Your goal | Count each line below that has "AsyncClient" anywhere in it. Answer with the total alone.

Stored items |

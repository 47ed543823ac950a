/* MQTT publisher speaking the home-automation discovery convention.
 *
 * Two emission modes: a one-shot retained discovery config per field
 * (so the broker-side automation learns the schema before any data),
 * and a non-retained state object per poll. Discovery keys use the
 * short aliases (`stat_t`, `uniq_id`, ...); nested maps such as the
 * device block are aliased recursively. */

use rumqttc::{AsyncClient, MqttOptions, QoS};
use serde_json::{Map, Value as Json, json};
use tracing::{debug, warn};

use crate::error::Error;
use crate::fields::{FieldInfo, Layout, Record};

/* Full discovery key -> home-automation alias. */
static ALIASES: &[(&str, &str)] = &[
    ("device", "dev"),
    ("device_class", "dev_cla"),
    ("icon", "ic"),
    ("identifiers", "ids"),
    ("manufacturer", "mf"),
    ("model", "mdl"),
    ("object_id", "obj_id"),
    ("state_class", "stat_cla"),
    ("state_topic", "stat_t"),
    ("suggested_display_precision", "sug_dsp_prc"),
    ("unique_id", "uniq_id"),
    ("unit_of_measurement", "unit_of_meas"),
    ("value_template", "val_tpl"),
];

pub struct MqttClient {
    client: AsyncClient,
}

impl MqttClient {
    /* Connect to `broker` ("tcp://host:port" or "host:port") and spawn
     * the event-loop driver task. */
    pub async fn connect(broker: &str, user: &str, password: &str) -> Result<MqttClient, Error> {
        let (host, port) = parse_broker(broker)?;
        let mut options = MqttOptions::new("wombatt", host, port);
        if !user.is_empty() {
            options.set_credentials(user, password);
        }
        let (client, mut eventloop) = AsyncClient::new(options, 16);

        tokio::spawn(async move {
            loop {
                match eventloop.poll().await {
                    Ok(event) => debug!(?event, "mqtt event"),
                    Err(e) => {
                        warn!(error = %e, "mqtt connection error");
                        tokio::time::sleep(std::time::Duration::from_secs(1)).await;
                    }
                }
            }
        });
        Ok(MqttClient { client })
    }

    pub async fn publish_json(&self, topic: &str, payload: &Json, retain: bool) -> Result<(), Error> {
        let body = serde_json::to_vec(payload)
            .map_err(|e| Error::Config(format!("error encoding payload: {e}")))?;
        self.client
            .publish(topic, QoS::AtMostOnce, retain, body)
            .await
            .map_err(|e| Error::Config(format!("error publishing to {topic}: {e}")))
    }

    /* One retained config message per published field. */
    pub async fn publish_discovery(
        &self,
        topic_prefix: &str,
        tag: &str,
        display_prefix: &str,
        layout: &Layout,
    ) -> Result<(), Error> {
        for info in layout.field_infos() {
            let config = discovery_config(&info, topic_prefix, tag, display_prefix);
            let topic = format!("{topic_prefix}/sensor/{tag}_{}/config", info.name);
            self.publish_json(&topic, &config, true).await?;
        }
        Ok(())
    }

    /* The cooked field stream collapsed into one flat JSON object. */
    pub async fn publish_state(&self, topic_prefix: &str, tag: &str, records: &[&Record]) -> Result<(), Error> {
        let payload = state_payload(records);
        if payload.as_object().is_some_and(Map::is_empty) {
            return Ok(());
        }
        let topic = format!("{topic_prefix}/sensor/{tag}_info/state");
        self.publish_json(&topic, &payload, false).await
    }
}

fn parse_broker(broker: &str) -> Result<(String, u16), Error> {
    let trimmed = broker
        .strip_prefix("tcp://")
        .or_else(|| broker.strip_prefix("mqtt://"))
        .unwrap_or(broker);
    let (host, port) = match trimmed.rsplit_once(':') {
        Some((host, port)) => {
            let port = port
                .parse::<u16>()
                .map_err(|_| Error::Config(format!("invalid MQTT broker address: {broker}")))?;
            (host, port)
        }
        None => (trimmed, 1883),
    };
    if host.is_empty() {
        return Err(Error::Config(format!("invalid MQTT broker address: {broker}")));
    }
    Ok((host.to_string(), port))
}

pub fn state_payload(records: &[&Record]) -> Json {
    let mut map = Map::new();
    for record in records {
        for field in record.fields() {
            map.insert(field.info.name.clone(), field.value.to_json());
        }
    }
    Json::Object(map)
}

pub fn discovery_config(
    info: &FieldInfo,
    topic_prefix: &str,
    tag: &str,
    display_prefix: &str,
) -> Json {
    let mut map = Map::new();
    map.insert(
        "name".to_string(),
        format!("{display_prefix} {}", info.name.replace('_', " ")).into(),
    );
    map.insert(
        "state_topic".to_string(),
        format!("{topic_prefix}/sensor/{tag}_info/state").into(),
    );
    map.insert("object_id".to_string(), format!("{tag}_{}", info.name).into());
    map.insert("unique_id".to_string(), format!("{tag}_{}", info.name).into());
    map.insert(
        "value_template".to_string(),
        format!("{{{{ value_json.{} }}}}", info.name).into(),
    );
    map.insert(
        "device".to_string(),
        json!({ "identifiers": [tag], "name": display_prefix }),
    );
    if !info.device_class.is_empty() {
        map.insert("device_class".to_string(), info.device_class.into());
    }
    if !info.unit.is_empty() {
        map.insert("unit_of_measurement".to_string(), info.unit.as_ref().into());
        map.insert("state_class".to_string(), "measurement".into());
    }
    if !info.icon.is_empty() {
        map.insert("icon".to_string(), info.icon.into());
    }
    if let Some(precision) = info.precision {
        map.insert("suggested_display_precision".to_string(), precision.into());
    }
    let mut config = Json::Object(map);
    alias_keys(&mut config);
    config
}

/* Rename discovery keys to their short aliases, recursing into nested
 * objects so the device identifiers are aliased too. */
fn alias_keys(value: &mut Json) {
    if let Json::Object(map) = value {
        let mut renamed = Map::with_capacity(map.len());
        for (key, mut val) in std::mem::take(map) {
            alias_keys(&mut val);
            let key = ALIASES
                .iter()
                .find(|(full, _)| *full == key)
                .map(|(_, short)| short.to_string())
                .unwrap_or(key);
            renamed.insert(key, val);
        }
        *map = renamed;
    } else if let Json::Array(items) = value {
        for item in items {
            alias_keys(item);
        }
    }
}

#[cfg(test)]
mod tests {
    use super::*;
    use crate::fields::{RawValue, Record, i16_field, str_field, u16_field};

    #[test]
    fn broker_parsing() {
        assert_eq!(
            parse_broker("tcp://127.0.0.1:1883").unwrap(),
            ("127.0.0.1".to_string(), 1883)
        );
        assert_eq!(
            parse_broker("broker.local").unwrap(),
            ("broker.local".to_string(), 1883)
        );
        assert_eq!(
            parse_broker("mqtt://broker:8883").unwrap(),
            ("broker".to_string(), 8883)
        );
        assert!(parse_broker("tcp://:1883").is_err());
        assert!(parse_broker("tcp://host:notaport").is_err());
    }

    #[test]
    fn discovery_config_uses_aliases() {
        let info = crate::fields::FieldInfo {
            name: "battery_voltage".to_string(),
            unit: "V".into(),
            device_class: "voltage",
            icon: "",
            precision: Some(2),
        };
        let config = discovery_config(&info, "homeassistant", "eg4_battery1", "Battery 1");
        let map = config.as_object().unwrap();

        assert_eq!(map.get("name").unwrap(), "Battery 1 battery voltage");
        assert_eq!(
            map.get("stat_t").unwrap(),
            "homeassistant/sensor/eg4_battery1_info/state"
        );
        assert_eq!(map.get("uniq_id").unwrap(), "eg4_battery1_battery_voltage");
        assert_eq!(map.get("obj_id").unwrap(), "eg4_battery1_battery_voltage");
        assert_eq!(
            map.get("val_tpl").unwrap(),
            "{{ value_json.battery_voltage }}"
        );
        assert_eq!(map.get("dev_cla").unwrap(), "voltage");
        assert_eq!(map.get("unit_of_meas").unwrap(), "V");
        assert_eq!(map.get("stat_cla").unwrap(), "measurement");
        assert_eq!(map.get("sug_dsp_prc").unwrap(), 2);
        /* No unaliased keys survive. */
        assert!(!map.contains_key("state_topic"));
        assert!(!map.contains_key("unique_id"));

        /* The nested device block is aliased recursively. */
        let dev = map.get("dev").unwrap().as_object().unwrap();
        assert_eq!(dev.get("ids").unwrap(), &serde_json::json!(["eg4_battery1"]));
        assert!(!dev.contains_key("identifiers"));
    }

    #[test]
    fn state_payload_flattens_records() {
        let mut rec = Record::empty();
        rec.push(
            u16_field("battery_voltage").unit("V").multiplier(0.01),
            RawValue::Uint(5366),
        );
        rec.push(i16_field("current"), RawValue::Int(-120));
        let mut extra = Record::empty();
        extra.push(str_field("model"), RawValue::Text("LFP-51.2".into()));

        let payload = state_payload(&[&rec, &extra]);
        assert_eq!(
            payload,
            serde_json::json!({
                "battery_voltage": 53.66,
                "current": -120,
                "model": "LFP-51.2",
            })
        );
    }
}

Exercise response | 3